Cut Out The Middle Man

Another potential title for this blog I think.

Actually it came up when J and I were waiting at the hospital last night to see Mr Bain. I saw a cancer charity collection box and suggested we could just leg it with the money ie: Cut out the middle man.. Then we realised.

You gotta laugh. Well - we did.

Less so with the doctor. This is fucking serious stuff. There are percentages all over the place with this sort of bowel cancer - to do with mortality ( 5%). Recurrence - reduced by 50% if I have the radiotherapy before the surgery. Impotence - 10- 12 % chance. ( Oh - and I can get one Viagra a week on the NHS! Please Sir, Can I Have Some More... )

J wrote down the other stats - I suddenly lost the ability to write.

And all sorts of things that can go wrong with the op itself. Blockages. Twistings. Peritonitis. Blood clots.

Waiting for the analysis of the bits he takes out will be bad -that's when they finally decide the grade of cancer I have on the Dukes Scale. This then determines survival chances ( more percentages) whether I have chemo, permanent colostomy etc.

Oh - someone was asking about the colostomy? That's what a Stoma Nurse deals with. Seeing her next week. If you're not eating at the moment, here's more info here.

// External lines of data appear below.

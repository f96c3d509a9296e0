//! Lightweight assessment paths that bypass the rule classifier.
//!
//! None of these consult the policy store or the external assessor; each is
//! a fixed keyword policy over one input.

use chrono::{DateTime, Utc};
use orthoassist_core::{Detection, TriageLevel, Urgency};
use serde::{Deserialize, Serialize};
use tracing::debug;

use crate::lexicon::{
    contains_any, DEFORMITY_WORDS, INTENSITY_MILD_WORDS, INTENSITY_MODERATE_WORDS,
    INTENSITY_SEVERE_WORDS, QUICK_MODERATE_WORDS, QUICK_SEVERE_WORDS, SURFACE_SIGN_WORDS,
};

/// Free-form clinical findings, echoed back untouched.
pub type Findings = serde_json::Map<String, serde_json::Value>;

const DIAGNOSIS_SEVERE: &[&str] = &["compound", "open", "severe", "displaced"];
const DIAGNOSIS_FRACTURE: &[&str] = &["fracture", "break", "crack"];
const DIAGNOSIS_MINOR: &[&str] = &["possible", "minor", "hairline"];

// ── Diagnosis ───────────────────────────────────────────────────────

/// Upstream diagnosis summary.
#[derive(Debug, Clone, Default, Serialize, Deserialize)]
pub struct Diagnosis {
    #[serde(default)]
    pub primary_finding: Option<String>,
    #[serde(default)]
    pub confidence: Option<f64>,
    #[serde(default)]
    pub body_part: Option<String>,
}

#[derive(Debug, Clone, Serialize, Deserialize)]
pub struct DiagnosisTriage {
    pub level: TriageLevel,
    pub confidence: f64,
    pub recommendation: String,
    pub priority: Urgency,
    pub rationale: String,
    #[serde(skip_serializing_if = "Option::is_none")]
    pub body_part: Option<String>,
    pub timestamp: DateTime<Utc>,
}

/// Keyword policy over the diagnosis' primary finding. Without a finding,
/// the most confident detection stands in.
pub fn assess(detections: &[Detection], diagnosis: &Diagnosis) -> DiagnosisTriage {
    let strongest = detections
        .iter()
        .filter(|d| d.is_well_formed())
        .max_by(|a, b| a.confidence.total_cmp(&b.confidence));

    let (finding, confidence) = match (&diagnosis.primary_finding, strongest) {
        (Some(f), _) if !f.trim().is_empty() => (f.clone(), diagnosis.confidence),
        (_, Some(d)) => (d.label.clone(), diagnosis.confidence.or(Some(d.confidence))),
        _ => (String::new(), diagnosis.confidence),
    };
    let confidence = sanitize(confidence.unwrap_or(0.0));

    let (level, priority, recommendation) = if contains_any(&finding, DIAGNOSIS_SEVERE) {
        (
            TriageLevel::Red,
            Urgency::Immediate,
            "Seek immediate emergency medical attention",
        )
    } else if contains_any(&finding, DIAGNOSIS_FRACTURE) && confidence > 0.6 {
        (
            TriageLevel::Amber,
            Urgency::Urgent,
            "Seek medical attention within 24-48 hours",
        )
    } else if contains_any(&finding, DIAGNOSIS_MINOR) {
        (
            TriageLevel::Green,
            Urgency::NonUrgent,
            "Schedule appointment with healthcare provider",
        )
    } else {
        (TriageLevel::Amber, Urgency::Moderate, "Consider medical evaluation")
    };

    let shown = if finding.is_empty() { "Unknown" } else { finding.as_str() };
    DiagnosisTriage {
        level,
        confidence: (confidence + 0.1).min(1.0),
        recommendation: recommendation.to_string(),
        priority,
        rationale: format!("Based on finding: {}", shown),
        body_part: diagnosis.body_part.clone(),
        timestamp: Utc::now(),
    }
}

// ── Quick ───────────────────────────────────────────────────────────

/// What is known about an uploaded image without decoding it.
#[derive(Debug, Clone, Default, Serialize, Deserialize)]
pub struct ImageDescriptor {
    #[serde(default)]
    pub name: Option<String>,
    #[serde(default)]
    pub content_type: Option<String>,
    #[serde(default)]
    pub size_bytes: u64,
}

#[derive(Debug, Clone, Serialize, Deserialize)]
pub struct QuickTriage {
    pub level: TriageLevel,
    pub priority: Urgency,
    pub recommendation: String,
    pub confidence: f64,
    pub quick_assessment: bool,
    pub symptoms_provided: bool,
    pub image_received: bool,
}

pub fn quick_assess(image: &ImageDescriptor, symptoms: Option<&str>, priority: bool) -> QuickTriage {
    // Whitespace still counts as symptoms given.
    let symptoms = symptoms.filter(|s| !s.is_empty());
    debug!(
        image = image.name.as_deref().unwrap_or("unnamed"),
        content_type = image.content_type.as_deref().unwrap_or("unknown"),
        size_bytes = image.size_bytes,
        priority,
        "quick triage"
    );

    if priority {
        return QuickTriage {
            level: TriageLevel::Red,
            priority: Urgency::Immediate,
            recommendation: "Seek immediate emergency care".to_string(),
            confidence: 0.8,
            quick_assessment: true,
            symptoms_provided: symptoms.is_some(),
            image_received: image.size_bytes > 0,
        };
    }

    let (level, urgency) = match symptoms {
        Some(text) if contains_any(text, QUICK_SEVERE_WORDS) => (TriageLevel::Red, Urgency::Immediate),
        Some(text) if contains_any(text, QUICK_MODERATE_WORDS) => (TriageLevel::Amber, Urgency::Urgent),
        Some(_) => (TriageLevel::Green, Urgency::NonUrgent),
        None => (TriageLevel::Amber, Urgency::Moderate),
    };

    QuickTriage {
        level,
        priority: urgency,
        recommendation: format!("Based on quick assessment: {} priority", level),
        confidence: 0.6,
        quick_assessment: true,
        symptoms_provided: symptoms.is_some(),
        image_received: image.size_bytes > 0,
    }
}

// ── Symptoms ────────────────────────────────────────────────────────

#[derive(Debug, Clone, Serialize, Deserialize)]
pub struct SymptomTriage {
    pub level: TriageLevel,
    pub priority: Urgency,
    pub confidence: f64,
    /// Raw points after the age multiplier.
    pub severity_score: f64,
    pub age_factor: f64,
    pub recommendation: String,
    pub findings: Findings,
}

/// Age multiplier: elderly 1.2, minors 1.1.
pub fn age_factor(age: Option<u32>) -> f64 {
    match age {
        // Zero reads as unknown.
        Some(0) | None => 1.0,
        Some(a) if a > 65 => 1.2,
        Some(a) if a < 18 => 1.1,
        Some(_) => 1.0,
    }
}

/// Unweighted symptom points.
pub fn symptom_points(symptoms: &str) -> u32 {
    let mut points = if contains_any(symptoms, INTENSITY_SEVERE_WORDS) {
        3
    } else if contains_any(symptoms, INTENSITY_MODERATE_WORDS) {
        2
    } else if contains_any(symptoms, INTENSITY_MILD_WORDS) {
        1
    } else {
        0
    };
    if contains_any(symptoms, DEFORMITY_WORDS) {
        points += 3;
    }
    if contains_any(symptoms, SURFACE_SIGN_WORDS) {
        points += 1;
    }
    points
}

pub fn assess_from_symptoms(symptoms: &str, findings: &Findings, age: Option<u32>) -> SymptomTriage {
    let points = symptom_points(symptoms);
    let factor = age_factor(age);
    let score = f64::from(points) * factor;

    let level = if score >= 4.0 {
        TriageLevel::Red
    } else if score >= 2.0 {
        TriageLevel::Amber
    } else {
        TriageLevel::Green
    };
    let priority = level.urgency();

    SymptomTriage {
        level,
        priority,
        confidence: (0.4 + 0.1 * f64::from(points)).min(0.7),
        severity_score: score,
        age_factor: factor,
        recommendation: format!("Triage level {} based on symptom assessment", level),
        findings: findings.clone(),
    }
}

fn sanitize(confidence: f64) -> f64 {
    if confidence.is_finite() {
        confidence.clamp(0.0, 1.0)
    } else {
        0.0
    }
}

#[cfg(test)]
mod tests {
    use super::*;

    fn diagnosis(finding: &str, confidence: f64) -> Diagnosis {
        Diagnosis {
            primary_finding: Some(finding.to_string()),
            confidence: Some(confidence),
            body_part: Some("hand".to_string()),
        }
    }

    // ── assess ──────────────────────────────────────────────────────

    #[test]
    fn displaced_finding_is_immediate() {
        let r = assess(&[], &diagnosis("Displaced radius fracture", 0.7));
        assert_eq!(r.level, TriageLevel::Red);
        assert_eq!(r.priority, Urgency::Immediate);
        assert!((r.confidence - 0.8).abs() < 1e-9);
        assert_eq!(r.rationale, "Based on finding: Displaced radius fracture");
        assert_eq!(r.body_part.as_deref(), Some("hand"));
    }

    #[test]
    fn fracture_needs_confidence_for_urgent() {
        let sure = assess(&[], &diagnosis("fracture", 0.65));
        assert_eq!((sure.level, sure.priority), (TriageLevel::Amber, Urgency::Urgent));

        let unsure = assess(&[], &diagnosis("fracture", 0.4));
        assert_eq!((unsure.level, unsure.priority), (TriageLevel::Amber, Urgency::Moderate));
    }

    #[test]
    fn hairline_is_non_urgent_when_unsure() {
        let r = assess(&[], &diagnosis("hairline fracture", 0.5));
        assert_eq!(r.level, TriageLevel::Green);
        assert_eq!(r.priority, Urgency::NonUrgent);
    }

    #[test]
    fn confidence_capped_at_one() {
        assert_eq!(assess(&[], &diagnosis("open fracture", 0.95)).confidence, 1.0);
    }

    #[test]
    fn strongest_detection_stands_in_for_missing_finding() {
        let detections = vec![
            Detection::new("sprain", 0.4),
            Detection::new("Compound fracture", 0.9),
        ];
        let r = assess(&detections, &Diagnosis::default());
        assert_eq!(r.level, TriageLevel::Red);
        assert!((r.confidence - 1.0).abs() < 1e-9);
        assert_eq!(r.rationale, "Based on finding: Compound fracture");
    }

    #[test]
    fn nothing_known_is_moderate() {
        let r = assess(&[], &Diagnosis::default());
        assert_eq!(r.level, TriageLevel::Amber);
        assert_eq!(r.priority, Urgency::Moderate);
        assert_eq!(r.rationale, "Based on finding: Unknown");
        assert!((r.confidence - 0.1).abs() < 1e-9);
    }

    // ── quick_assess ────────────────────────────────────────────────

    #[test]
    fn priority_forces_red() {
        let image = ImageDescriptor {
            size_bytes: 1024,
            ..ImageDescriptor::default()
        };
        let r = quick_assess(&image, Some("mild ache"), true);
        assert_eq!(r.level, TriageLevel::Red);
        assert_eq!(r.priority, Urgency::Immediate);
        assert_eq!(r.confidence, 0.8);
        assert!(r.image_received);
    }

    #[test]
    fn quick_symptom_words() {
        let image = ImageDescriptor::default();
        assert_eq!(quick_assess(&image, Some("Unbearable pain"), false).level, TriageLevel::Red);
        assert_eq!(
            quick_assess(&image, Some("significant swelling"), false).priority,
            Urgency::Urgent
        );
        let mild = quick_assess(&image, Some("itchy"), false);
        assert_eq!(mild.level, TriageLevel::Green);
        assert_eq!(mild.recommendation, "Based on quick assessment: GREEN priority");
        assert_eq!(mild.confidence, 0.6);
    }

    #[test]
    fn quick_without_symptoms_is_moderate() {
        for symptoms in [None, Some("")] {
            let r = quick_assess(&ImageDescriptor::default(), symptoms, false);
            assert_eq!(r.level, TriageLevel::Amber);
            assert_eq!(r.priority, Urgency::Moderate);
            assert!(!r.symptoms_provided);
            assert!(!r.image_received);
        }
    }

    #[test]
    fn quick_blank_symptoms_still_count_as_given() {
        let image = ImageDescriptor {
            name: Some("wrist.png".into()),
            content_type: Some("image/png".into()),
            size_bytes: 10,
        };
        let r = quick_assess(&image, Some("   "), false);
        assert_eq!(r.level, TriageLevel::Green);
        assert_eq!(r.priority, Urgency::NonUrgent);
        assert!(r.symptoms_provided);
    }

    // ── assess_from_symptoms ────────────────────────────────────────

    #[test]
    fn elderly_severe_deformity_is_red() {
        let r = assess_from_symptoms("severe deformed pain", &Findings::new(), Some(70));
        assert!((r.severity_score - 7.2).abs() < 1e-9);
        assert_eq!(r.age_factor, 1.2);
        assert_eq!(r.level, TriageLevel::Red);
        assert_eq!(r.priority, Urgency::Immediate);
        assert_eq!(r.confidence, 0.7);
    }

    #[test]
    fn child_multiplier_crosses_amber() {
        // mild + swelling = 2 points; ×1.1 for minors
        let r = assess_from_symptoms("mild swelling", &Findings::new(), Some(9));
        assert!((r.severity_score - 2.2).abs() < 1e-9);
        assert_eq!(r.level, TriageLevel::Amber);
        assert!((r.confidence - 0.6).abs() < 1e-9);
    }

    #[test]
    fn age_zero_is_treated_as_unknown() {
        assert_eq!(age_factor(Some(0)), 1.0);
        assert_eq!(age_factor(Some(1)), 1.1);
        let r = assess_from_symptoms("mild swelling", &Findings::new(), Some(0));
        assert_eq!(r.age_factor, 1.0);
        assert_eq!(r.severity_score, 2.0);
    }

    #[test]
    fn no_signals_is_green() {
        let r = assess_from_symptoms("feels odd", &Findings::new(), None);
        assert_eq!(r.severity_score, 0.0);
        assert_eq!(r.level, TriageLevel::Green);
        assert!((r.confidence - 0.4).abs() < 1e-9);
    }

    #[test]
    fn intensity_words_do_not_stack() {
        assert_eq!(symptom_points("severe and significant"), 3);
        assert_eq!(symptom_points("slight bruising, bent finger"), 5);
    }

    #[test]
    fn findings_echoed_back() {
        let mut findings = Findings::new();
        findings.insert("xray".into(), serde_json::json!("pending"));
        let r = assess_from_symptoms("mild", &findings, Some(40));
        assert_eq!(r.findings, findings);
        assert_eq!(r.age_factor, 1.0);
    }
}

Even when the op is over and after the recovery and then the reconnection in six months, there will be three monthly check ups. Then after five years clear, you're clear.

But he answered all our questions - we didn't feel rushed at all. At the end I asked him what was the main thing that patients didn't ask him but he thought I should know. ( J later said it was funny to watch us doing our squaring-up-to-each-other-as-fellow-professionals thing ) He said that it's the rollercoaster - the post op "I'm Alive " elation, the hospital glums, the setbacks, the getting home slowness, the stress.

Not sure how you can prepare for that but I am going to go and see a counsellor about that stuff - to try and see if that might help me prepare. At least it will be someone uninvolved to talk to.

So the the facts.

The Radiotherapy will be at Newcastle General from 16 - 20 January.

The Surgery will be on Tuesday 24 January - I'll go into hospital the day before. More Picolax for me! In hospital for 8-10 days.

And yes, it's the Nash and University Hospital North Durham for me. (Still with Mr Bain thank goodness and on the same timescale.) I spoke to the Administrator of the Health Scheme yesterday and she confirmed that they only cover cancer and heart disease to diagnosis. I discovered that I've never been sent the scheme booklet and when it arrived today, it was a class example of weaselly bollocks:

"Please be aware that the Trustees will always promote a centre of excellence policy with regard to Oncology and Cancer Treatment in particular, and where they deem it to be in the Members best interest, once a diagnosis and prognosis has been made, will implement a transfer to such a unit. This may well lie within the NHS... "

But that's fine. Nothing against the NHS at all. I'm sure it'll be great. And the hospital is next door to Durham Station and in the middle of the city. Much easier for visiting.

But the whole hour was a rough ride.

Afterwards we went for a beer and then home for an Indian and more wine. Lots of talk. Some planning. Lots of holding. Some laughing. ( And yes, a bit of weeping.)

Boy - are we pissed off that I have cancer!

I didn't sleep much last night - just rehearsing stuff. But actually feel pretty much OK this morning. Just a bit dopey.

J off to fight Tesco's - then to her girls for Christmas. Back on Boxing Day. Mum and G here at 2.00pm. I should be tidying not blogging!

And in some weird meataphor for my life, I'm waiting for the plumber! No - a real one. I've got no fucking hot water!